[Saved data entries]
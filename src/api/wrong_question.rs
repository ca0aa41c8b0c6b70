/// 错题本接口
///
/// 对应后端 /wrong_question_book 路由。过滤参数均可选，
/// 缺省或传 "0" 表示不过滤；tag 按子串匹配。
use crate::api::client::ApiClient;
use crate::api::paper::FILTER_ANY;
use crate::error::AppResult;
use crate::models::WrongQuestion;

/// 错题查询条件
#[derive(Debug, Clone, Default)]
pub struct WrongQuestionFilter {
    pub subject: Option<String>,
    pub difficulty: Option<String>,
    pub tag: Option<String>,
}

impl WrongQuestionFilter {
    fn to_query(&self) -> Vec<(&'static str, String)> {
        let mut query = Vec::new();
        if let Some(subject) = filter_value(&self.subject) {
            query.push(("subject", subject));
        }
        if let Some(difficulty) = filter_value(&self.difficulty) {
            query.push(("difficulty", difficulty));
        }
        if let Some(tag) = self.tag.clone() {
            query.push(("tag", tag));
        }
        query
    }
}

/// "0" 与缺省等价，不发送该参数
fn filter_value(value: &Option<String>) -> Option<String> {
    value.clone().filter(|v| v != FILTER_ANY)
}

impl ApiClient {
    /// 按条件查询错题列表
    pub async fn list_wrong_questions(
        &self,
        filter: &WrongQuestionFilter,
    ) -> AppResult<Vec<WrongQuestion>> {
        self.get_json("/wrong_question_book/", &filter.to_query())
            .await
    }
}
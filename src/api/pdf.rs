/// PDF 生成接口
///
/// 对应后端的口算练习 PDF 生成端点，返回 PDF 文件字节。
use crate::api::client::ApiClient;
use crate::error::AppResult;

/// PDF 生成参数
#[derive(Debug, Clone)]
pub struct PdfRequest {
    /// 题型：simple_calculation / find_missing_number
    pub problem_type: String,
    /// 数值范围上限
    pub max_number: u32,
    /// 运算数个数
    pub num_operands: u32,
    /// 运算符集合：add_subtract / multiply_divide / all
    pub operators: String,
    /// 题目数量
    pub num_problems: u32,
    /// 运算模式：mixed / sequential
    pub op_mode: String,
}

impl Default for PdfRequest {
    fn default() -> Self {
        Self {
            problem_type: "simple_calculation".to_string(),
            max_number: 20,
            num_operands: 2,
            operators: "add_subtract".to_string(),
            num_problems: 50,
            op_mode: "mixed".to_string(),
        }
    }
}

impl PdfRequest {
    fn to_query(&self) -> Vec<(&'static str, String)> {
        vec![
            ("problem_type", self.problem_type.clone()),
            ("max_number", self.max_number.to_string()),
            ("num_operands", self.num_operands.to_string()),
            ("operators", self.operators.clone()),
            ("num_problems", self.num_problems.to_string()),
            ("op_mode", self.op_mode.clone()),
        ]
    }
}

impl ApiClient {
    /// 生成练习 PDF，返回文件内容
    pub async fn generate_pdf(&self, request: &PdfRequest) -> AppResult<Vec<u8>> {
        self.get_bytes("/generate-pdf", &request.to_query()).await
    }
}

#[cfg(test)]
mod tests {
    use super::*;

    #[test]
    fn test_default_request_matches_backend_defaults() {
        let request = PdfRequest::default();
        assert_eq!(request.max_number, 20);
        assert_eq!(request.num_operands, 2);
        assert_eq!(request.operators, "add_subtract");
        assert_eq!(request.num_problems, 50);
        assert_eq!(request.op_mode, "mixed");
    }

    #[test]
    fn test_query_contains_all_params() {
        let request = PdfRequest::default();
        let query = request.to_query();
        assert_eq!(query.len(), 6);
        assert!(query.contains(&("max_number", "20".to_string())));
    }
}
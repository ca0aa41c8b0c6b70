/// 全局加载指示器
///
/// 早期实现用一个共享布尔值：任意请求完成都会把它清掉，
/// 并发请求下指示器可能在仍有请求在途时读到 false。
/// 这里改用按请求计数的作用域令牌：派发时加一，settle 时由
/// Drop 保证减一，"是否在加载" 是从计数派生出来的信号。
use std::sync::atomic::{AtomicUsize, Ordering};
use std::sync::Arc;

/// 请求在途计数器
#[derive(Debug, Default)]
pub struct LoadingTracker {
    in_flight: AtomicUsize,
}

impl LoadingTracker {
    pub fn new() -> Arc<Self> {
        Arc::new(Self::default())
    }

    /// 获取一个加载令牌
    ///
    /// 令牌存活期间计数加一，Drop 时减一。
    /// 成功、失败、panic 展开都会释放，计数不会卡住。
    pub fn acquire(self: &Arc<Self>) -> LoadingGuard {
        self.in_flight.fetch_add(1, Ordering::SeqCst);
        LoadingGuard {
            tracker: Arc::clone(self),
        }
    }

    /// 当前在途请求数
    pub fn in_flight(&self) -> usize {
        self.in_flight.load(Ordering::SeqCst)
    }

    /// 派生信号：是否有任意请求在途
    pub fn is_loading(&self) -> bool {
        self.in_flight() > 0
    }
}

/// 加载令牌，持有期间表示一个请求在途
#[derive(Debug)]
pub struct LoadingGuard {
    tracker: Arc<LoadingTracker>,
}

impl Drop for LoadingGuard {
    fn drop(&mut self) {
        self.tracker.in_flight.fetch_sub(1, Ordering::SeqCst);
    }
}

#[cfg(test)]
mod tests {
    use super::*;

    #[test]
    fn test_guard_releases_exactly_once() {
        let tracker = LoadingTracker::new();
        assert!(!tracker.is_loading());

        let guard = tracker.acquire();
        assert_eq!(tracker.in_flight(), 1);
        assert!(tracker.is_loading());

        drop(guard);
        assert_eq!(tracker.in_flight(), 0);
        assert!(!tracker.is_loading());
    }

    #[test]
    fn test_overlapping_requests_keep_indicator_on() {
        // 旧的布尔实现中，第二个请求先完成会把指示器清成 false，
        // 此时第一个请求仍在途。计数方案下信号保持 true 直到全部 settle。
        let tracker = LoadingTracker::new();

        let first = tracker.acquire();
        let second = tracker.acquire();
        assert_eq!(tracker.in_flight(), 2);

        drop(second);
        assert!(tracker.is_loading(), "仍有请求在途时信号不能变 false");

        drop(first);
        assert!(!tracker.is_loading());
    }

    #[test]
    fn test_guard_releases_on_panic_unwind() {
        let tracker = LoadingTracker::new();

        let result = std::panic::catch_unwind({
            let tracker = Arc::clone(&tracker);
            move || {
                let _guard = tracker.acquire();
                panic!("请求处理失败");
            }
        });

        assert!(result.is_err());
        assert_eq!(tracker.in_flight(), 0);
    }
}
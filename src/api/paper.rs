/// 试卷接口
///
/// 对应后端 /paper 路由：按条件查询、新建、更新、删除。
use crate::api::client::{ApiClient, StatusMessage};
use crate::error::AppResult;
use crate::models::Paper;

/// "任意" 过滤值
///
/// 后端约定：除 grade 外的过滤参数传 "0" 表示不过滤。
pub const FILTER_ANY: &str = "0";

/// 试卷查询条件
#[derive(Debug, Clone)]
pub struct PaperFilter {
    /// 年级（必选过滤条件）
    pub grade: String,
    pub subject: String,
    pub author: String,
    pub kind: String,
    pub status: String,
}

impl PaperFilter {
    /// 只按年级过滤，其余条件为 "任意"
    pub fn for_grade(grade: impl Into<String>) -> Self {
        Self {
            grade: grade.into(),
            subject: FILTER_ANY.to_string(),
            author: FILTER_ANY.to_string(),
            kind: FILTER_ANY.to_string(),
            status: FILTER_ANY.to_string(),
        }
    }

    fn to_query(&self) -> Vec<(&'static str, String)> {
        vec![
            ("author", self.author.clone()),
            ("type", self.kind.clone()),
            ("status", self.status.clone()),
            ("subject", self.subject.clone()),
            ("grade", self.grade.clone()),
        ]
    }
}

impl ApiClient {
    /// 按条件查询试卷列表
    pub async fn list_papers(&self, filter: &PaperFilter) -> AppResult<Vec<Paper>> {
        self.get_json("/paper/", &filter.to_query()).await
    }

    /// 新建试卷，返回后端补全 id 后的记录
    pub async fn create_paper(&self, paper: &Paper) -> AppResult<Paper> {
        self.post_json("/paper/", paper).await
    }

    /// 更新试卷（按 id 整体覆盖）
    pub async fn update_paper(&self, paper: &Paper) -> AppResult<StatusMessage> {
        self.put_json("/paper/", paper).await
    }

    /// 删除试卷
    pub async fn delete_paper(&self, id: i64) -> AppResult<StatusMessage> {
        self.delete_json(&format!("/paper/{}/", id)).await
    }
}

Task statement: Count every line in the data that contains the word "author", then give that count and nothing else.

Reply to the exercise: 3